In early-’30s Mississippi, identical twin brothers and gangsters Elijah “Smoke” Moore and Elias “Stack” Moore (both played by Michael B. Jordan) return to their home state after a prolific stint rubbing elbows with Al Capone in Chicago. Using the money they accrued illegally, the twins purchase an old sawmill in order to start a juke joint for the Black community, and are joined by their young, blues-singing cousin Sammie (Miles Caton).

Though the brothers are suddenly confronted with the lives they left behind, they soon find they’ve got more problems than two scorned old flames. An Irish vampire (Jack O’Connell) hears the music emanating from Club Juke, and he’d very much like to be invited inside.

2. ‘F1: The Movie’

IMDb rating: 7.7

Sonny Hayes (Brad Pitt) was once Formula 1’s most talented racer during the 1990s, but an accident that prematurely ended Sonny’s career has left him as a racer-for-hire who never lived up to his potential,

Thirty years after his accident, a struggling F1 team at risk of being sold by its investors convinces Sonny to join them as a second driver, racing alongside hotshot rookie Joshua Pearce (Damson Idris). Forced to face an intimidating future that’s already arrived, Sonny seeks some kind of redemption while learning that winning isn’t something you can always do alone.

1. ‘One Battle After Another’

IMDb rating: 7.8

Sixteen years ago, “Ghetto” Pat Calhoun (Leonardo DiCaprio) and Perfidia Beverly Hills (Teyana Taylor) were members of a far-left revolutionary group in Los Angeles known as the French 75. But when Perfidia got caught and gave up names, she went into witness protection and left Pat and their baby daughter to take on new identities on their own.

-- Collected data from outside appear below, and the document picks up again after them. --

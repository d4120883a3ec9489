use std::{fmt, str::FromStr};

use super::ProtoError;

/// SCPI commands understood by the U2000 series.
///
/// The `Display` form is the exact text sent on the wire, without
/// the line terminator.
#[derive(Debug, Clone, Copy, PartialEq, Eq)]
pub enum Command {
    Identify,
    Measure,
    // Auto-zero
    ZeroType(ZeroReference),
    ZeroAutoOnce,
    // Display unit
    SetUnit(DisplayUnit),
}

impl fmt::Display for Command {
    fn fmt(&self, f: &mut fmt::Formatter<'_>) -> fmt::Result {
        match self {
            Command::Identify => f.write_str("*IDN?"),
            Command::Measure => f.write_str("MEASure?"),
            Command::ZeroType(ZeroReference::Internal) => {
                f.write_str("CALibration:ZERO:TYPE INTernal")
            }
            Command::ZeroType(ZeroReference::External) => {
                f.write_str("CALibration:ZERO:TYPE EXTernal")
            }
            Command::ZeroAutoOnce => f.write_str("CALibration:ZERO:AUTO ONCE"),
            Command::SetUnit(DisplayUnit::Dbm) => f.write_str("UNIT:POWer DBM"),
            // The sensor has no milliwatt unit, linear readings come back in Watts.
            Command::SetUnit(DisplayUnit::MilliWatt) => f.write_str("UNIT:POWer W"),
        }
    }
}

/// Reference used for auto-zero calibration.
#[derive(Debug, Clone, Copy, PartialEq, Eq)]
pub enum ZeroReference {
    Internal,
    External,
}

impl fmt::Display for ZeroReference {
    fn fmt(&self, f: &mut fmt::Formatter<'_>) -> fmt::Result {
        match self {
            ZeroReference::Internal => f.write_str("internal"),
            ZeroReference::External => f.write_str("external"),
        }
    }
}

impl FromStr for ZeroReference {
    type Err = ProtoError;

    fn from_str(s: &str) -> Result<Self, Self::Err> {
        match s.to_lowercase().as_str() {
            "internal" | "int" => Ok(ZeroReference::Internal),
            "external" | "ext" => Ok(ZeroReference::External),
            _ => Err(ProtoError::InvalidArgument(format!(
                "Invalid zero reference {:?}. Use 'internal' or 'external'.",
                s
            ))),
        }
    }
}

#[derive(Debug, Clone, Copy, PartialEq, Eq)]
pub enum DisplayUnit {
    Dbm,
    MilliWatt,
}

impl fmt::Display for DisplayUnit {
    fn fmt(&self, f: &mut fmt::Formatter<'_>) -> fmt::Result {
        match self {
            DisplayUnit::Dbm => f.write_str("dBm"),
            DisplayUnit::MilliWatt => f.write_str("mW"),
        }
    }
}

impl FromStr for DisplayUnit {
    type Err = ProtoError;

    fn from_str(s: &str) -> Result<Self, Self::Err> {
        match s.to_lowercase().as_str() {
            "dbm" => Ok(DisplayUnit::Dbm),
            "mw" => Ok(DisplayUnit::MilliWatt),
            _ => Err(ProtoError::InvalidArgument(format!(
                "Invalid unit {:?}. Use 'mW' or 'dBm'.",
                s
            ))),
        }
    }
}

#[cfg(test)]
mod tests {
    use super::*;

    #[test]
    fn test_wire_strings() {
        assert_eq!(Command::Identify.to_string(), "*IDN?");
        assert_eq!(Command::Measure.to_string(), "MEASure?");
        assert_eq!(
            Command::ZeroType(ZeroReference::Internal).to_string(),
            "CALibration:ZERO:TYPE INTernal"
        );
        assert_eq!(
            Command::ZeroType(ZeroReference::External).to_string(),
            "CALibration:ZERO:TYPE EXTernal"
        );
        assert_eq!(Command::ZeroAutoOnce.to_string(), "CALibration:ZERO:AUTO ONCE");
        assert_eq!(Command::SetUnit(DisplayUnit::Dbm).to_string(), "UNIT:POWer DBM");
        assert_eq!(
            Command::SetUnit(DisplayUnit::MilliWatt).to_string(),
            "UNIT:POWer W"
        );
    }

    #[test]
    fn test_unit_case_insensitive() {
        for s in ["dBm", "dbm", "DBM"] {
            assert_eq!(s.parse::<DisplayUnit>().unwrap(), DisplayUnit::Dbm);
        }
        for s in ["mW", "mw", "MW"] {
            assert_eq!(s.parse::<DisplayUnit>().unwrap(), DisplayUnit::MilliWatt);
        }
    }

    #[test]
    fn test_unit_rejects_unknown() {
        for s in ["", "W", "dB", "kW", " dbm", "invalid"] {
            assert!(matches!(
                s.parse::<DisplayUnit>(),
                Err(ProtoError::InvalidArgument(_))
            ));
        }
    }

    #[test]
    fn test_zero_reference() {
        assert_eq!(
            "Internal".parse::<ZeroReference>().unwrap(),
            ZeroReference::Internal
        );
        assert_eq!("EXT".parse::<ZeroReference>().unwrap(), ZeroReference::External);
        assert!("both".parse::<ZeroReference>().is_err());
    }
}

Now a paranoid stoner dad, Pat, under the pseudonym Bob Ferguson, tries his best to raise his teenage daughter Willa (Chase Infiniti), who has grown up to believe her mom was a hero. But when an enemy (Sean Penn) from their pasts resurfaces and kidnaps Willa, both Bob and his daughter are forced to confront the ghosts of their former lives as they race to find each other.